Impugning Randomness, Convincingly

John organized a state lottery and his wife won the main prize. You may feel that the event of her winning wasn’t particularly random, but how would you argue that in a fair court of law? Traditional probability theory does not even have the notion of random events. Algorithmic information theory does, but it is not applicable to real-world scenarios like the lottery one. We attempt to rectify that.

Formal Verification of Financial Algorithms

Many deep issues plaguing today’s financial markets are symptoms of a fundamental problem: The complexity of algorithms underlying modern finance has significantly outpaced the power of traditional tools used to design and regulate them. At Aesthetic Integration, we have pioneered the use of formal verification for analysing the safety and fairness of financial algorithms. With a focus on financial infrastructure (e.g., the matching logics of exchanges and dark pools and FIX connectivity between trading systems), we describe the landscape, and illustrate our Imandra formal verification system on a number of real-world examples. We sketch many open problems and future directions along the way.

Deciding Univariate Polynomial Problems Using Untrusted Certificates in Isabelle/HOL

We present a proof procedure for univariate real polynomial problems in Isabelle/HOL. The core mathematics of our procedure is based on univariate cylindrical algebraic decomposition. We follow the approach of untrusted certificates, separating solving from verifying: efficient external tools perform expensive real algebraic computations, producing evidence that is formally checked within Isabelle’s logic. This allows us to exploit highly-tuned computer algebra systems like Mathematica to guide our procedure without impacting the correctness of its results. We present experiments demonstrating the efficacy of this approach, in many cases yielding orders of magnitude improvements over previous methods.

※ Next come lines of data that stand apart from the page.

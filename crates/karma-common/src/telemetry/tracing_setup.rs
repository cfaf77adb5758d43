//! Tracing and logging setup
//!
//! Configures the `tracing` subscriber with environment-based filtering.

use tracing::Level;
use tracing_subscriber::{
    fmt::{self, format::FmtSpan},
    layer::SubscriberExt,
    util::SubscriberInitExt,
    EnvFilter,
};

/// Tracing configuration options
#[derive(Debug, Clone)]
pub struct TracingConfig {
    /// Log level filter (e.g., "info", "debug", "trace")
    pub level: Level,
    /// Enable JSON output format
    pub json: bool,
    /// Include span events (new, close)
    pub span_events: bool,
    /// Include file and line numbers
    pub file_line: bool,
}

impl Default for TracingConfig {
    fn default() -> Self {
        Self {
            level: Level::INFO,
            json: false,
            span_events: false,
            file_line: true,
        }
    }
}

impl TracingConfig {
    /// Create a development configuration with debug logging
    #[must_use]
    pub fn development() -> Self {
        Self {
            level: Level::DEBUG,
            json: false,
            span_events: true,
            file_line: true,
        }
    }

    /// Create a production configuration with JSON logging
    #[must_use]
    pub fn production() -> Self {
        Self {
            level: Level::INFO,
            json: true,
            span_events: false,
            file_line: false,
        }
    }

    fn span_events(&self) -> FmtSpan {
        if self.span_events {
            FmtSpan::NEW | FmtSpan::CLOSE
        } else {
            FmtSpan::NONE
        }
    }

    fn env_filter(&self) -> EnvFilter {
        EnvFilter::try_from_default_env().unwrap_or_else(|_| EnvFilter::new(self.level.to_string()))
    }
}

/// Initialize the tracing subscriber with default configuration
///
/// Uses `RUST_LOG` environment variable for filtering if set,
/// otherwise defaults to "info" level.
///
/// # Panics
/// Panics if the subscriber cannot be initialized (usually means it's already set).
pub fn init_tracing() {
    init_tracing_with_config(TracingConfig::default());
}

/// Initialize the tracing subscriber with custom configuration
///
/// # Panics
/// Panics if the subscriber cannot be initialized (usually means it's already set).
pub fn init_tracing_with_config(config: TracingConfig) {
    if config.json {
        let fmt_layer = fmt::layer()
            .json()
            .with_file(config.file_line)
            .with_line_number(config.file_line)
            .with_span_events(config.span_events());

        tracing_subscriber::registry()
            .with(config.env_filter())
            .with(fmt_layer)
            .init();
    } else {
        let fmt_layer = fmt::layer()
            .with_file(config.file_line)
            .with_line_number(config.file_line)
            .with_span_events(config.span_events());

        tracing_subscriber::registry()
            .with(config.env_filter())
            .with(fmt_layer)
            .init();
    }
}

/// Try to initialize tracing, returning Ok if successful
///
/// Unlike `init_tracing`, this function will not panic if called multiple times.
pub fn try_init_tracing() -> Result<(), TracingError> {
    try_init_tracing_with_config(TracingConfig::default())
}

/// Try to initialize tracing with custom configuration
///
/// Unlike `init_tracing_with_config`, this function will not panic if called multiple times.
pub fn try_init_tracing_with_config(config: TracingConfig) -> Result<(), TracingError> {
    if config.json {
        let fmt_layer = fmt::layer()
            .json()
            .with_file(config.file_line)
            .with_line_number(config.file_line)
            .with_span_events(config.span_events());

        tracing_subscriber::registry()
            .with(config.env_filter())
            .with(fmt_layer)
            .try_init()
            .map_err(|_| TracingError::AlreadyInitialized)
    } else {
        let fmt_layer = fmt::layer()
            .with_file(config.file_line)
            .with_line_number(config.file_line)
            .with_span_events(config.span_events());

        tracing_subscriber::registry()
            .with(config.env_filter())
            .with(fmt_layer)
            .try_init()
            .map_err(|_| TracingError::AlreadyInitialized)
    }
}

/// Tracing initialization errors
#[derive(Debug, thiserror::Error)]
pub enum TracingError {
    #[error("Tracing subscriber already initialized")]
    AlreadyInitialized,
}

#[cfg(test)]
mod tests {
    use super::*;

    #[test]
    fn test_default_config() {
        let config = TracingConfig::default();
        assert_eq!(config.level, Level::INFO);
        assert!(!config.json);
        assert!(!config.span_events);
        assert!(config.file_line);
    }

    #[test]
    fn test_production_config() {
        let config = TracingConfig::production();
        assert_eq!(config.level, Level::INFO);
        assert!(config.json);
        assert!(!config.file_line);
    }

    #[test]
    fn test_try_init_twice_reports_already_initialized() {
        // Whichever test initializes first wins; the second call must not panic.
        let _ = try_init_tracing();
        assert!(matches!(
            try_init_tracing(),
            Ok(()) | Err(TracingError::AlreadyInitialized)
        ));
    }
}
//! Kernel bridge for a user-space packet fast path
//!
//! For every physical port owned by the fast path, a kernel-visible virtual
//! interface mirroring the port's MTU and MAC is created, so the host stack
//! (ARP, ICMP, routing daemons) sees the traffic the fast path does not
//! handle itself.
//!
//! - [`lifecycle::Bridge`]: `start` / `stop` over a [`port::PortRegistry`]
//! - [`link`]: administrative link-up on the control thread
//! - [`bridge::PortBridge`]: per-port forwarding in the worker poll loop

pub mod allocator;
pub mod bridge;
pub mod config;
pub mod ctl;
pub mod error;
pub mod kernel;
pub mod lifecycle;
pub mod link;
pub mod pool;
pub mod port;
pub mod test_util;
pub mod worker;

pub use bridge::{BridgeStats, PortBridge, StatsSnapshot};
pub use config::BridgeConfig;
pub use error::{BridgeError, Result};
pub use kernel::{BridgeHandle, IfaceConf, KernelBridge, KernelIface, RequestOps};
pub use lifecycle::Bridge;
pub use port::{Port, PortInfo, PortRegistry};
//! Administrative link state of the kernel interfaces
//!
//! Setting `IFF_UP` on a kernel interface makes its kernel side queue control
//! requests (for example the interface-up notification) and wait a bounded
//! time for the answers. Those answers are produced by
//! [`KernelIface::handle_requests`], normally from the per-port poll loop
//! ([`PortBridge::poll`](crate::bridge::PortBridge::poll)).
//!
//! [`link_up`] therefore has a precondition: the poll loop of every bridged
//! port must already be running, or start immediately after the call. Callers
//! that cannot guarantee this use [`bring_up`], which services the requests
//! itself while the link-up sequence runs on a scoped control thread.

use std::io;
use std::thread;

use tracing::{debug, info};

use crate::ctl::ControlSocket;
use crate::error::{BridgeError, Result};
use crate::kernel::{KernelIface, RequestOps};
use crate::port::PortRegistry;

/// Sets the administrative state of an interface
pub trait LinkControl: Sync {
    /// Set `IFF_UP` on `name`, blocking until the kernel has applied it
    fn set_link_up(&self, name: &str) -> io::Result<()>;
}

/// Link control through `SIOCGIFFLAGS` / `SIOCSIFFLAGS`
///
/// Opens and closes a fresh control socket per interface.
#[derive(Debug, Default, Clone, Copy)]
pub struct IoctlLinkControl;

impl LinkControl for IoctlLinkControl {
    fn set_link_up(&self, name: &str) -> io::Result<()> {
        let sock = ControlSocket::open()?;
        sock.set_up(name)
    }
}

/// Bring every bridged port's interface up, in registry order
///
/// Blocks; call from the control thread, never from a data-plane worker.
/// Ports without a bridge handle are skipped. The first failure aborts the
/// remaining ports. Returns the number of interfaces set up.
///
/// Precondition: the poll loops of the bridged ports are running (see the
/// module documentation).
pub fn link_up<I, L>(ports: &PortRegistry<I>, ctl: &L) -> Result<usize>
where
    L: LinkControl + ?Sized,
{
    let mut count = 0;
    for port in ports {
        let Some(handle) = port.bridge() else {
            continue;
        };

        ctl.set_link_up(handle.name())
            .map_err(|source| BridgeError::LinkControl {
                name: handle.name().to_string(),
                source,
            })?;

        info!(name = %handle.name(), port_id = port.id(), "Kernel interface up");
        count += 1;
    }
    Ok(count)
}

/// [`link_up`] with built-in request servicing
///
/// Runs the link-up sequence on a scoped control thread while the calling
/// thread services the control requests of every bridged port, then keeps
/// servicing for `extra_iterations` rounds to answer late requests. Must not
/// overlap with worker poll loops on the same ports.
pub fn bring_up<I, L>(
    ports: &PortRegistry<I>,
    ctl: &L,
    ops: &dyn RequestOps,
    extra_iterations: usize,
) -> Result<usize>
where
    I: KernelIface,
    L: LinkControl + ?Sized,
{
    thread::scope(|s| {
        let link = thread::Builder::new()
            .name("kni-link-up".to_string())
            .spawn_scoped(s, || link_up(ports, ctl))
            .map_err(|source| BridgeError::LinkControl {
                name: "kni-link-up".to_string(),
                source,
            })?;

        let mut serviced = 0;
        while !link.is_finished() {
            serviced += service_requests(ports, ops);
            thread::yield_now();
        }
        for _ in 0..extra_iterations {
            serviced += service_requests(ports, ops);
        }
        debug!(serviced, "Control requests serviced during bring-up");

        match link.join() {
            Ok(result) => result,
            Err(panic) => std::panic::resume_unwind(panic),
        }
    })
}

/// One servicing round over every bridged port
fn service_requests<I: KernelIface>(ports: &PortRegistry<I>, ops: &dyn RequestOps) -> usize {
    ports
        .iter()
        .filter_map(|port| port.bridge())
        .map(|handle| handle.iface().handle_requests(ops))
        .sum()
}

#[cfg(test)]
mod tests {
    use super::*;

    #[test]
    fn test_ioctl_missing_interface() {
        // Fails either on the socket or on SIOCGIFFLAGS, never succeeds
        assert!(IoctlLinkControl.set_link_up("kbr-missing0").is_err());
    }
}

Superfluous S-polynomials in Strategy-Independent Groebner Bases

Using the machinery of proof orders originally introduced by Bachmair and Dershowitz in the context of canonical equational proofs, we give an abstract, strategy-independent presentation of Groebner basis procedures and prove the correctness of two classical criteria for recognising superfluous S-polynomials, Buchbergers criteria 1 and 2, w.r.t. arbitrary fair and correct basis construction strategies. To do so, we develop a general method for proving the strategy-independent correctness of superfluous S-polynomial criteria which seems to be quite powerful. We also derive a new superfluous S-polynomial criterion which is a generalisation of Buchberger-1 and is proved to be correct strategy-independently.

Decidability of Univariate Real Algebra with Predicates for Rational and Integer Powers

We prove decidability of univariate real algebra extended with predicates for rational and integer powers, i.e., “\(x^n \in \mathbb {Q}\)” and “\(x^n \in \mathbb {Z}\).” Our decision procedure combines computation over real algebraic cells with the rational root theorem and witness construction via algebraic number density arguments.